- 24 Şub 2017
- 464
- 7
- 18
Ölüm korkusu her insanda öyle yada böyle mutlaka vardır Bu korku yaş ilerledikçe özellikle ortayaş üstü olunca daha belirgin hale gelir..Her insanın canı kıymetlidir kıymetsiz can bence yoktur... ,
lakin yaşam içerisinde mücadele verme ve yaşam içerisinde konfor a ulaşma durumlarından ötürü insanların kendilerini oyalama süreçleri olur bu durumdan ötürü ölüm unutulmuş gibi olur fakat ölüm heran kapıyı her insan için çalabiliri insanlar unutmaz kanaatindeyim...
Ölüm korkusu olsa bile İnsan yaşadığı sürece yaşam vardır....
Yaşam oldugu süre içerisinde de ölüm korkusu ve düşüncesi insanda mutlaka olur..
---------- Mesajlar Birleştirildi at 09:24 ---------- ilk Atılan Mesaj Zamani at 09:07 ----------
8 yada 9 yaşındayken zehirli ishalden dolayı 10 gün yogun bakımda kalmışım...Bu sırada hiç unutamayacagım bir süreç yaşadım daha bugün gibi halen hatırlıyorum..

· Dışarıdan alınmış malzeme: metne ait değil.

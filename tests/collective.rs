// Collectives queued on a context and driven by its transport loop.
use dmxp_maml::Transport::{Channel, LocalFabric, Peer, RequestHandle, Transport};
use dmxp_maml::{Collective, Config, Context, Error, LaunchMode, Message, MessageHandler, Result};
use parking_lot::Mutex;
use std::sync::atomic::{AtomicBool, Ordering};
use std::sync::Arc;
use std::time::{Duration, Instant};

fn config() -> Config {
    Config::new()
        .with_launch_mode(LaunchMode::Thread)
        .with_abort_on_fatal(false)
}

fn wait_until(timeout: Duration, mut done: impl FnMut() -> bool) -> bool {
    let deadline = Instant::now() + timeout;
    while Instant::now() < deadline {
        if done() {
            return true;
        }
        std::thread::sleep(Duration::from_millis(1));
    }
    done()
}

/// Finishes after a fixed number of polls.
struct Countdown {
    polls: usize,
    done: Arc<AtomicBool>,
}

impl Countdown {
    fn new(polls: usize) -> (Self, Arc<AtomicBool>) {
        let done = Arc::new(AtomicBool::new(false));
        (
            Self {
                polls,
                done: Arc::clone(&done),
            },
            done,
        )
    }
}

impl Collective for Countdown {
    fn start(&mut self, _transport: &dyn Transport) -> Result<()> {
        Ok(())
    }

    fn finished(&mut self, _transport: &dyn Transport) -> Result<bool> {
        if self.polls == 0 {
            self.done.store(true, Ordering::SeqCst);
            return Ok(true);
        }
        self.polls -= 1;
        Ok(false)
    }
}

/// Pushes one payload to a peer straight through the transport.
struct Notify {
    channel: Channel,
    peer: Peer,
    request: Option<RequestHandle>,
    done: Arc<AtomicBool>,
}

impl Collective for Notify {
    fn start(&mut self, transport: &dyn Transport) -> Result<()> {
        self.request = Some(transport.isend(self.channel, self.peer, 5, b"notify")?);
        Ok(())
    }

    fn finished(&mut self, transport: &dyn Transport) -> Result<bool> {
        let Some(request) = self.request else {
            return Ok(false);
        };
        let done = transport.test_send(request)?;
        if done {
            self.done.store(true, Ordering::SeqCst);
        }
        Ok(done)
    }
}

struct Refused;

impl Collective for Refused {
    fn start(&mut self, _transport: &dyn Transport) -> Result<()> {
        Err(Error::Collective("peer group dissolved".into()))
    }

    fn finished(&mut self, _transport: &dyn Transport) -> Result<bool> {
        Ok(true)
    }
}

#[test]
fn flush_waits_for_running_collectives() {
    let fabric = LocalFabric::new(1);
    let context = Context::init(fabric.endpoint(0).unwrap(), config()).unwrap();
    context.start().unwrap();

    let (countdown, done) = Countdown::new(50);
    context.queue_collective(countdown).unwrap();
    context.flush().unwrap();

    assert!(done.load(Ordering::SeqCst));
    assert_eq!(context.pending_counts().collectives, 0);
    context.stop().unwrap();
}

#[test]
fn stopped_flush_drives_collectives() {
    let fabric = LocalFabric::new(1);
    let context = Context::init(fabric.endpoint(0).unwrap(), config()).unwrap();

    let (countdown, done) = Countdown::new(5);
    context.queue_collective(countdown).unwrap();
    assert_eq!(context.pending_counts().collectives, 1);
    assert!(!done.load(Ordering::SeqCst));

    context.flush().unwrap();
    assert!(done.load(Ordering::SeqCst));
    assert!(context.pending_counts().is_empty());
}

#[test]
fn collective_completes_once_the_peer_claims_it() {
    let fabric = LocalFabric::rendezvous(2);
    let channel = fabric.open_channel();
    let a = Context::init(fabric.endpoint(0).unwrap(), config()).unwrap();
    let b = Context::init(fabric.endpoint(1).unwrap(), config()).unwrap();

    let received = Arc::new(Mutex::new(Vec::new()));
    let sink = Arc::clone(&received);
    let handler: Arc<dyn MessageHandler> =
        Arc::new(move |message: Message| sink.lock().push(message));
    b.register_handler_for(channel, handler);
    b.start().unwrap();

    let done = Arc::new(AtomicBool::new(false));
    a.queue_collective(Notify {
        channel,
        peer: Peer(1),
        request: None,
        done: Arc::clone(&done),
    })
    .unwrap();
    a.flush().unwrap();
    assert!(done.load(Ordering::SeqCst));

    assert!(wait_until(Duration::from_secs(5), || received.lock().len() == 1));
    let received = received.lock();
    assert_eq!(received[0].data(), b"notify");
    assert_eq!(received[0].tag(), 5);
    b.stop().unwrap();
}

#[test]
fn failing_collective_is_fatal() {
    let fabric = LocalFabric::new(1);
    let context = Context::init(fabric.endpoint(0).unwrap(), config()).unwrap();
    context.start().unwrap();

    context.queue_collective(Refused).unwrap();
    assert!(wait_until(Duration::from_secs(5), || context
        .fatal_error()
        .is_some()));
    assert!(context
        .fatal_error()
        .unwrap()
        .contains("peer group dissolved"));
    assert!(matches!(context.flush(), Err(Error::Fatal(_))));
    assert!(matches!(
        context.queue_collective(Countdown::new(1).0),
        Err(Error::Fatal(_))
    ));
}
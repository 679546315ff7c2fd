use dmxp_maml::MAML::config::{
    ENV_ABORT_ON_FATAL, ENV_API_TRACING, ENV_COMPRESS, ENV_SPAWN_THREADS,
};
use dmxp_maml::{Config, Error, LaunchMode};
use serial_test::serial;
use std::time::Duration;

const ALL: [&str; 4] = [ENV_SPAWN_THREADS, ENV_COMPRESS, ENV_API_TRACING, ENV_ABORT_ON_FATAL];

fn clear_env() {
    for var in ALL {
        std::env::remove_var(var);
    }
}

#[test]
fn defaults() {
    let config = Config::default();
    assert_eq!(config.launch_mode(), LaunchMode::Auto);
    assert!(!config.compress_messages());
    assert!(!config.detailed_logging());
    assert!(config.abort_on_fatal());
    assert_eq!(config.idle_wait(), Duration::from_millis(1));
}

#[test]
fn builder_overrides() {
    let config = Config::new()
        .with_launch_mode(LaunchMode::Task)
        .with_compression(true)
        .with_detailed_logging(true)
        .with_idle_wait(Duration::from_millis(5))
        .with_abort_on_fatal(false);
    assert_eq!(config.launch_mode(), LaunchMode::Task);
    assert!(config.compress_messages());
    assert!(config.detailed_logging());
    assert_eq!(config.idle_wait(), Duration::from_millis(5));
    assert!(!config.abort_on_fatal());
}

#[test]
#[serial]
fn unset_environment_keeps_defaults() {
    clear_env();
    let config = Config::from_env().unwrap();
    assert_eq!(config.launch_mode(), LaunchMode::Auto);
    assert!(config.abort_on_fatal());
}

#[test]
#[serial]
fn environment_flags_are_read() {
    clear_env();
    std::env::set_var(ENV_SPAWN_THREADS, "1");
    std::env::set_var(ENV_COMPRESS, "true");
    std::env::set_var(ENV_API_TRACING, "on");
    std::env::set_var(ENV_ABORT_ON_FATAL, "0");

    let config = Config::from_env().unwrap();
    assert_eq!(config.launch_mode(), LaunchMode::Thread);
    assert!(config.compress_messages());
    assert!(config.detailed_logging());
    assert!(!config.abort_on_fatal());

    std::env::set_var(ENV_SPAWN_THREADS, "0");
    std::env::set_var(ENV_COMPRESS, " 2 ");
    let config = Config::from_env().unwrap();
    assert_eq!(config.launch_mode(), LaunchMode::Task);
    assert!(config.compress_messages());

    clear_env();
}

#[test]
#[serial]
fn garbage_in_environment_is_an_error() {
    clear_env();
    std::env::set_var(ENV_COMPRESS, "maybe");
    match Config::from_env() {
        Err(Error::InvalidEnv { var, value }) => {
            assert_eq!(var, ENV_COMPRESS);
            assert_eq!(value, "maybe");
        }
        other => panic!("expected InvalidEnv, got {:?}", other),
    }
    clear_env();
}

Işık süzmesinin içinden geçtiğimde karşımda yemyeşil bir mekan vardı herşey o kadar güzeldi ki biraz ilerleyince ötede bir agaç gördüm agacın belli dallarına oturmuş benim yaşlarda çocuklar gördüm devamında agacın önünde halka şeklinde oyun oynayan çocuklar gördüm fakat bu çocukları oynatan biraz uzun boylu beyaz elbiseli hafif sakallı bir amcayı gördüm bu amca beni çağırdı ismimi biliyordu oyuna davet etti bende aralarına katıldım bizi o kadar güzel oynatıyordu ki ayrılmak hiç aklıma bile gelmiyordu...
Mekan yemyeşil seyrek agaçlarla doluydu hava ise güneşli ama serindi yani güneşin aydınlığı ışıgı var ama hava oldukça serindi devamında güzel güzel oynarken bir anda semadan annemin sesini duydum bunu diger oynayan çocuklarda duydu ama onlar aldırış etmeyince bende oyunuma devam ettim fakat bizi oynatan amca durdu ve dedi ki...ismimi söyleyerek gitmelisin annen seni çağırıyor dedi...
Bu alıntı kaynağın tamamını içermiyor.